**Task to complete:** From the records below, take each line where the string "return" shows up and copy it.

(Saved entries)
============
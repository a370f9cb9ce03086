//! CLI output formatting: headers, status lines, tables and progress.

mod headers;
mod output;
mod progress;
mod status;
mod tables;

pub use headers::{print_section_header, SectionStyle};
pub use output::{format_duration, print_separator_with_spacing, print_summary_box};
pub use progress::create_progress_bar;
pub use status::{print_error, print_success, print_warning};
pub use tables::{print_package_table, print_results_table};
============
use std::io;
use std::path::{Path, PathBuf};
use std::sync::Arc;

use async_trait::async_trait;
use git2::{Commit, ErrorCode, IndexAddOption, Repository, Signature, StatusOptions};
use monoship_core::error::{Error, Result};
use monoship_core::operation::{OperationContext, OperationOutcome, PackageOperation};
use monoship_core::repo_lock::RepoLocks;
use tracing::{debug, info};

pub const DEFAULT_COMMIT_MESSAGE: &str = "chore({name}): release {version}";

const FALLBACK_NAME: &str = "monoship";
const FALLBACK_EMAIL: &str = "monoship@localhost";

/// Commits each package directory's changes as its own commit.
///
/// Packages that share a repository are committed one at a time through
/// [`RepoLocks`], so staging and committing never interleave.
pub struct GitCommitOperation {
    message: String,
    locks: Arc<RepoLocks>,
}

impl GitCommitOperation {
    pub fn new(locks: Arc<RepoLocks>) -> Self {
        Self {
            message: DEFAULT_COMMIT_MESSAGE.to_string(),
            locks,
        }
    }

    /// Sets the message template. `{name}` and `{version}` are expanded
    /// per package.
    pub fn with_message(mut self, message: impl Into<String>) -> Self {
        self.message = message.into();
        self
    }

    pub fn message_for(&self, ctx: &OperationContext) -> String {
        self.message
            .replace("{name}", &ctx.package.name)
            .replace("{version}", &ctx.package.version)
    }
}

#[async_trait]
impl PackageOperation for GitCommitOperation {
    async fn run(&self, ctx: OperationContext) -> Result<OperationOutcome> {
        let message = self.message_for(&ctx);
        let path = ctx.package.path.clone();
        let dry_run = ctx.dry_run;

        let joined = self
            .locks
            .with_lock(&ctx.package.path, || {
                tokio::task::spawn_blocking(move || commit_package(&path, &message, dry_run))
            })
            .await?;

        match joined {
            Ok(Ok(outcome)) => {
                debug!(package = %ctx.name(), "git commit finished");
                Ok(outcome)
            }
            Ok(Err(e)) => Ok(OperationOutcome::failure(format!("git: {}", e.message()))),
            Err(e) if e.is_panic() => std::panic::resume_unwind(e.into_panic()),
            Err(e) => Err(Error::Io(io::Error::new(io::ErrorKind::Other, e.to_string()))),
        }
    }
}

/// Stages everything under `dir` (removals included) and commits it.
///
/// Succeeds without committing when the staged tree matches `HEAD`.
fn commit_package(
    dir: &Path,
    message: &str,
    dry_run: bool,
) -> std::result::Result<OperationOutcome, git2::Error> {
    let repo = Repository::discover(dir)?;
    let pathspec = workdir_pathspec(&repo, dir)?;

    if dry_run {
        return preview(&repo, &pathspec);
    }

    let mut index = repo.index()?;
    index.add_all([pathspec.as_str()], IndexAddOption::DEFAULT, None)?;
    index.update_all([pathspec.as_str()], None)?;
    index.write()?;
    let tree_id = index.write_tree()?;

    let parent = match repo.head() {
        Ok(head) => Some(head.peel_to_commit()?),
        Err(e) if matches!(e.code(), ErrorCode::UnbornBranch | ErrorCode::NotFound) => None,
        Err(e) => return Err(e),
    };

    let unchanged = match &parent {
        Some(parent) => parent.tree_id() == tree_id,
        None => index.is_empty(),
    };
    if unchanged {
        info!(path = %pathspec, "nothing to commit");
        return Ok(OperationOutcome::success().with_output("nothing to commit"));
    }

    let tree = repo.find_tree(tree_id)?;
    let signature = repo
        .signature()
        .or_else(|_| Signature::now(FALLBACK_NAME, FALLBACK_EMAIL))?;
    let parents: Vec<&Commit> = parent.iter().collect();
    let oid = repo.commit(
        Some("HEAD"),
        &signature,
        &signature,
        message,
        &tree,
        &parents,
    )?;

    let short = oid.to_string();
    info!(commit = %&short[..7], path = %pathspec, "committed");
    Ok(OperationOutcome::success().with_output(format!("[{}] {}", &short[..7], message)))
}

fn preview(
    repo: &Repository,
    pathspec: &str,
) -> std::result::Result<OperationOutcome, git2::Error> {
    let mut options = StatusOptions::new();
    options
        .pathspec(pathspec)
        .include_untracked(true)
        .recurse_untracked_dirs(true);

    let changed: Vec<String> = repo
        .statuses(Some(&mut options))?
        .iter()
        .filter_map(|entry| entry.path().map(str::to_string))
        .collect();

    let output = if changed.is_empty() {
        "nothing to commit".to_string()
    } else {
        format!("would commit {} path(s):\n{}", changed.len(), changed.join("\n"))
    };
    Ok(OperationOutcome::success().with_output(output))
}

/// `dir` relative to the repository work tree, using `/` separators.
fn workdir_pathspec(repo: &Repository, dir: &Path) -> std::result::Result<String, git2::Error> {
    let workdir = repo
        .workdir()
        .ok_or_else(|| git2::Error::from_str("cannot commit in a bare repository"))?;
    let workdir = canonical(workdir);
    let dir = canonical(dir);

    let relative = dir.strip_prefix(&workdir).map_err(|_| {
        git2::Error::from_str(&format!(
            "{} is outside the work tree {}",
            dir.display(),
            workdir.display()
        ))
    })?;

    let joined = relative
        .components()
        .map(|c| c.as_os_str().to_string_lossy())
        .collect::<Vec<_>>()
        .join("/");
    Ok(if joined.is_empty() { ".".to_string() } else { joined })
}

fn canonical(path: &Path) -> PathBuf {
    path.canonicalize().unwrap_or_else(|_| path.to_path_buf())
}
============
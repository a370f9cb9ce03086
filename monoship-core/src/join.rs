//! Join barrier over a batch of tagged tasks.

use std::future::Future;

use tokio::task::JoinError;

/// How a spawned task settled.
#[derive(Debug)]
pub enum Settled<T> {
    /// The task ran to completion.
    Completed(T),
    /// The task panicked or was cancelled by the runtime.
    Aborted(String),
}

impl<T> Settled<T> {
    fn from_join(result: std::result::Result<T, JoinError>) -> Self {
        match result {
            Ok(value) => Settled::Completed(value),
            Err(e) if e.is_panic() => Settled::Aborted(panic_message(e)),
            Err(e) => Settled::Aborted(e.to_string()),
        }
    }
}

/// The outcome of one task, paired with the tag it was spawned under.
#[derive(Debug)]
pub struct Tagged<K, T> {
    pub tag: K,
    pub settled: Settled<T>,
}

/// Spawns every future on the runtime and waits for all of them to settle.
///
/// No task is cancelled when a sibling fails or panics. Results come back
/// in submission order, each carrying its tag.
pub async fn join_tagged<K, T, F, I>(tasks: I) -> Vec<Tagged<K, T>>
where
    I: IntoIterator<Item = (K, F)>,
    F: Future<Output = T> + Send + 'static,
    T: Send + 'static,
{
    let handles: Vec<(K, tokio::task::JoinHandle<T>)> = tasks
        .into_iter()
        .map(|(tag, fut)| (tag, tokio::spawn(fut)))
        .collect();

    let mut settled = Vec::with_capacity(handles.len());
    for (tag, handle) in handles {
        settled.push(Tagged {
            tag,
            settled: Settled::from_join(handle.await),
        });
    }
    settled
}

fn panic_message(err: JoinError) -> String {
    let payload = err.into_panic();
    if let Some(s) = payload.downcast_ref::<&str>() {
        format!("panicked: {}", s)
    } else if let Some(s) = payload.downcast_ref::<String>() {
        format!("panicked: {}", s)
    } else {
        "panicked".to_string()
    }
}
============
**Response to the exercise:**
        return preview(&repo, &pathspec);
        Err(e) => return Err(e),
        return Ok(OperationOutcome::success().with_output("nothing to commit"));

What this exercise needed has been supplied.